Practice will repurpose and extend early 1900s buildings as new home for School of Environmental Sciences

Sheppard Robson_ Uni of LIverpool_SoES_planning (2)

Source: Sheppard Robson

Sheppard Robson’s just-approved proposals for the new School of Environmental Sciences at Liverpool University

Sheppard Robson has been granted detailed planning permission to convert two early 1900s buildings that are part of the University of Liverpool campus into a new base for its School of Environmental Sciences.

The project will reuse the red-brick Derby and Hartley buildings to the north-west of the university’s city-centre campus, adding a six-storey circulation core to provide passenger and goods lifts, as well as wheelchair access across existing split levels.

The new core will be constructed on the western façade of the Derby Building, while smaller-scale extensions for plant rooms and extract ducting will be added to the Hartley Building. The buildings – neither of which is listed – originally housed the university’s School of Zoology, laboratories, two lecture theatres and academic offices.

Sheppard Robson said its proposals, which received conditional approval from planning officers exercising delegated powers last week, would deliver refurbished buildings containing a diverse range of teaching and research laboratories, as well as academic offices, tutorial and seminar rooms and break-out spaces.

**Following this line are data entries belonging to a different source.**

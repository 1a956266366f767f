//! Stack command handlers.
//!
//! Emptiness is checked before the blocked flag, so popping an empty
//! blocked stack reports `StackEmpty`.

use std::sync::Arc;

use piladb_core::{timestamp, Value};
use piladb_engine::{Config, Pila, Stack};
use tracing::{debug, info};

use crate::bridge::{resolve, resolve_database, resolve_stack, validate_name};
use crate::convert::convert_result;
use crate::{Error, Output, Result};

fn ensure_not_empty(stack: &Stack) -> Result<()> {
    if stack.empty() {
        return Err(Error::StackEmpty);
    }
    Ok(())
}

fn ensure_unblocked(stack: &Stack) -> Result<()> {
    if stack.blocked() {
        return Err(Error::StackBlocked);
    }
    Ok(())
}

/// Resolve a stack and record a read on it.
fn read(pila: &Pila, database: &str, stack: &str) -> Result<Arc<Stack>> {
    let stack = resolve(pila, database, stack)?;
    stack.read(timestamp::now());
    Ok(stack)
}

// =============================================================================
// Collection
// =============================================================================

/// Handle CreateStack command.
pub fn create_stack(pila: &Arc<Pila>, database: String, name: String) -> Result<Output> {
    validate_name("stack", &name)?;
    let db = resolve_database(pila, &database)?;
    let id = convert_result(db.create_stack(&name))?;
    let stack = db.stack(&id).ok_or_else(|| Error::StackNotFound {
        stack: id.to_string(),
    })?;
    stack.update(timestamp::now());
    info!(target: "piladb::executor", database = %db.name(), stack = %name, "Stack created");
    Ok(Output::Stack(stack.status()))
}

/// Handle StacksStatus command.
pub fn stacks_status(pila: &Arc<Pila>, database: String) -> Result<Output> {
    let db = resolve_database(pila, &database)?;
    Ok(Output::Stacks(db.stacks_status()))
}

/// Handle StacksKv command.
pub fn stacks_kv(pila: &Arc<Pila>, database: String) -> Result<Output> {
    let db = resolve_database(pila, &database)?;
    Ok(Output::StacksKv(db.stacks_kv()))
}

/// Handle DeleteStack command.
pub fn delete_stack(pila: &Arc<Pila>, database: String, stack: String) -> Result<Output> {
    let db = resolve_database(pila, &database)?;
    let stack = resolve_stack(&db, &stack)?;
    ensure_unblocked(&stack)?;
    convert_result(db.remove_stack(&stack.id()))?;
    info!(target: "piladb::executor", database = %db.name(), stack = %stack.name(), "Stack deleted");
    Ok(Output::Unit)
}

// =============================================================================
// Reads
// =============================================================================

/// Handle StackStatus command.
pub fn stack_status(pila: &Arc<Pila>, database: String, stack: String) -> Result<Output> {
    let stack = read(pila, &database, &stack)?;
    Ok(Output::Stack(stack.status()))
}

/// Handle Peek command.
pub fn peek(pila: &Arc<Pila>, database: String, stack: String) -> Result<Output> {
    let stack = read(pila, &database, &stack)?;
    Ok(Output::Element(stack.peek()))
}

/// Handle Size command.
pub fn size(pila: &Arc<Pila>, database: String, stack: String) -> Result<Output> {
    let stack = read(pila, &database, &stack)?;
    Ok(Output::Size(stack.size()))
}

/// Handle Empty command.
pub fn empty(pila: &Arc<Pila>, database: String, stack: String) -> Result<Output> {
    let stack = read(pila, &database, &stack)?;
    Ok(Output::Bool(stack.empty()))
}

/// Handle Full command.
pub fn full(pila: &Arc<Pila>, config: &Config, database: String, stack: String) -> Result<Output> {
    let stack = read(pila, &database, &stack)?;
    Ok(Output::Bool(stack.is_full(&config.eviction_policy())))
}

// =============================================================================
// Writes
// =============================================================================

/// Handle Push command.
///
/// `MAX_STACK_SIZE` and `PUSH_WHEN_FULL` are read once per push; the
/// resulting policy is applied under the stack's data lock.
pub fn push(
    pila: &Arc<Pila>,
    config: &Config,
    database: String,
    stack: String,
    element: Value,
) -> Result<Output> {
    let stack = resolve(pila, &database, &stack)?;
    let policy = config.eviction_policy();
    let evicted = convert_result(stack.push_with_policy(element.clone(), &policy))?;
    stack.update(timestamp::now());
    if !evicted.is_empty() {
        debug!(target: "piladb::executor", stack = %stack.name(), count = evicted.len(), "Pushed with eviction");
    }
    Ok(Output::Pushed { element, evicted })
}

/// Handle Base command.
///
/// A full stack rejects the insertion even when `PUSH_WHEN_FULL` is set.
pub fn base(
    pila: &Arc<Pila>,
    config: &Config,
    database: String,
    stack: String,
    element: Value,
) -> Result<Output> {
    let stack = resolve(pila, &database, &stack)?;
    let policy = config.eviction_policy();
    convert_result(stack.base_with_policy(element.clone(), &policy))?;
    stack.update(timestamp::now());
    Ok(Output::Element(Some(element)))
}

/// Handle Pop command.
pub fn pop(pila: &Arc<Pila>, database: String, stack: String) -> Result<Output> {
    let stack = resolve(pila, &database, &stack)?;
    ensure_not_empty(&stack)?;
    let element = convert_result(stack.pop())?;
    stack.update(timestamp::now());
    Ok(Output::Element(Some(element)))
}

/// Handle Sweep command.
pub fn sweep(pila: &Arc<Pila>, database: String, stack: String) -> Result<Output> {
    let stack = resolve(pila, &database, &stack)?;
    ensure_not_empty(&stack)?;
    let element = convert_result(stack.sweep())?;
    stack.update(timestamp::now());
    Ok(Output::Element(Some(element)))
}

/// Handle Rotate command.
pub fn rotate(pila: &Arc<Pila>, database: String, stack: String) -> Result<Output> {
    let stack = resolve(pila, &database, &stack)?;
    ensure_not_empty(&stack)?;
    convert_result(stack.rotate())?;
    stack.update(timestamp::now());
    Ok(Output::Element(stack.peek()))
}

/// Handle Flush command.
pub fn flush(pila: &Arc<Pila>, database: String, stack: String) -> Result<Output> {
    let stack = resolve(pila, &database, &stack)?;
    convert_result(stack.flush())?;
    stack.update(timestamp::now());
    Ok(Output::Stack(stack.status()))
}

/// Handle Block command.
pub fn block(pila: &Arc<Pila>, database: String, stack: String) -> Result<Output> {
    let stack = resolve(pila, &database, &stack)?;
    stack.block();
    stack.update(timestamp::now());
    Ok(Output::Stack(stack.status()))
}

/// Handle Unblock command.
pub fn unblock(pila: &Arc<Pila>, database: String, stack: String) -> Result<Output> {
    let stack = resolve(pila, &database, &stack)?;
    stack.unblock();
    stack.update(timestamp::now());
    Ok(Output::Stack(stack.status()))
}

The practice said the extensions would complement the existing buildings through references in their details, such as concaved warmly-coloured aluminium panels reinterpreting the structures’ feature parapets and arched windows.

Derby Building

Source: Sheppard Robson

The east-facing façade of the Derby Building

It added that patterned perforation would give “depth and interest to the panels”, drawing inspiration from core elements of the School of Environmental Sciences’ activities, such as strata, geology and oceans.

Associate partner Natalia Maximova said “sympathetic refurbishment and localised remodelling” would bring the historic buildings back into use.

“The objective is not only to fulfil the space requirements of the school, but to also form a world-leading centre with innovative teaching and research facilities,” she said.

“This big step for the school and the university brings together all SoES departments, currently fragmented and dispersed around the campus, and will secure the future of two heritage assets in a prominent location.”

Hartley Building

Source: Hartley Building

The north-facing façade of the Hartley Building

As part of the project entrances along Brownlow Street will be reopened and remodelled, and a new arrival space will connect the existing buildings with a foyer featuring social and collaboration areas – as well as some of the school’s vast collection of minerals and other scientific objects.

Sheppard Robson said great care would be taken to preserve key historic features such as ornate mosaic floors, internal glazed bricks, balustrades and stairs.

Main contractor for the project is University of Liverpool Construction Company, which is a wholly-owned subsidiary of the university; Booth King Partnership is structural engineer; AA Projects is quantity surveyor.